With the first line below as the start and the line containing "arguments, and prints" as the end, copy every line between them exactly, ends included.

**DATA TO PROCESS:**
● ● ● ●

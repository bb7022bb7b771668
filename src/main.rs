//! CLI entry point for browsing the catalog.
//!
//! This is a thin integration layer over the appdex library: it resolves
//! configuration, initializes the engine, applies filter arguments, and prints
//! the resulting view. All catalog logic lives in the library.
//!
//! # Usage
//!
//! ```text
//! appdex [OPTIONS]
//!
//! Options:
//!   --config <PATH>      TOML configuration file (default: appdex.toml if present)
//!   --catalog <PATH>     CSV catalog source (overrides config)
//!   --search <TERM>      free-text search over name and description
//!   --platform <TAG>     all | mac | ios | web | cross-platform
//!   --max-price <N>      inclusive price ceiling
//!   --min-rating <N>     minimum rating
//!   --sort <KEY>         name | price | rating | platform
//!   --desc               sort descending
//! ```

use appdex::query::{FilterUpdate, PlatformFilter, SortDirection, SortKey};
use appdex::{observability, Config};
use std::process::ExitCode;

fn main() -> ExitCode {
    let args: Vec<String> = std::env::args().skip(1).collect();

    let cli = match CliArgs::parse(&args) {
        Ok(cli) => cli,
        Err(message) => {
            eprintln!("appdex: {message}");
            return ExitCode::FAILURE;
        }
    };

    let mut config = match cli.config_path.as_deref() {
        Some(path) => match Config::from_file(path) {
            Ok(config) => config,
            Err(e) => {
                eprintln!("appdex: {e}");
                return ExitCode::FAILURE;
            }
        },
        None if std::path::Path::new("appdex.toml").exists() => {
            match Config::from_file("appdex.toml") {
                Ok(config) => config,
                Err(e) => {
                    eprintln!("appdex: {e}");
                    return ExitCode::FAILURE;
                }
            }
        }
        None => Config::default(),
    };

    if let Some(catalog) = cli.catalog_path.clone() {
        config.catalog_path = catalog;
    }

    observability::init_tracing(config.log_level.as_deref());

    let mut engine = match appdex::initialize(&config) {
        Ok(engine) => engine,
        Err(e) => {
            // The catalog failed to load; per the error contract this is the
            // one terminal failure a caller sees. Suggest a retry.
            eprintln!("appdex: {e}");
            eprintln!("appdex: the catalog failed to load, check the path and retry");
            return ExitCode::FAILURE;
        }
    };

    engine.session.update_filter(cli.filter);

    let stats = engine.session.stats();
    println!(
        "{} apps | Mac {} | iOS {} | cross-platform {} | avg rating {:.1}",
        stats.total_apps,
        stats.mac_apps,
        stats.ios_apps,
        stats.cross_platform_apps,
        stats.average_rating
    );
    println!();

    for record in engine.session.filtered() {
        println!(
            "{:<30} {:>12}  {:>5.1}  {}",
            record.name,
            engine.display_price(record.price),
            record.rating,
            record.platforms
        );
    }

    if let Err(e) = engine.persist_rates() {
        tracing::warn!(error = %e, "could not persist exchange-rate cache");
    }

    ExitCode::SUCCESS
}

/// Parsed command-line arguments.
struct CliArgs {
    config_path: Option<String>,
    catalog_path: Option<String>,
    filter: FilterUpdate,
}

impl CliArgs {
    /// Parses flag-style arguments into a config override and a filter update.
    fn parse(args: &[String]) -> Result<Self, String> {
        let mut config_path = None;
        let mut catalog_path = None;
        let mut filter = FilterUpdate::default();

        let mut iter = args.iter();
        while let Some(arg) = iter.next() {
            let mut value_for = |flag: &str| {
                iter.next()
                    .cloned()
                    .ok_or_else(|| format!("{flag} requires a value"))
            };

            match arg.as_str() {
                "--config" => config_path = Some(value_for("--config")?),
                "--catalog" => catalog_path = Some(value_for("--catalog")?),
                "--search" => filter.search_term = Some(value_for("--search")?),
                "--platform" => {
                    let raw = value_for("--platform")?;
                    let platform: PlatformFilter = raw.parse()?;
                    filter.platform = Some(platform);
                }
                "--max-price" => {
                    let raw = value_for("--max-price")?;
                    let ceiling: f64 = raw
                        .parse()
                        .map_err(|_| format!("invalid price ceiling: {raw}"))?;
                    filter.price_ceiling = Some(ceiling);
                }
                "--min-rating" => {
                    let raw = value_for("--min-rating")?;
                    let floor: f64 = raw
                        .parse()
                        .map_err(|_| format!("invalid rating floor: {raw}"))?;
                    filter.min_rating = Some(floor);
                }
                "--sort" => {
                    let raw = value_for("--sort")?;
                    let key: SortKey = raw.parse()?;
                    filter.sort_key = Some(key);
                }
                "--desc" => filter.sort_direction = Some(SortDirection::Descending),
                other => return Err(format!("unknown argument: {other}")),
            }
        }

        Ok(Self {
            config_path,
            catalog_path,
            filter,
        })
    }
}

● ● ● ●

**TASK OUTPUT:**
repository bb7022bb7b771668
filename src/main.rs
//! CLI entry point for browsing the catalog.
//!
//! This is a thin integration layer over the appdex library: it resolves
//! configuration, initializes the engine, applies filter arguments, and prints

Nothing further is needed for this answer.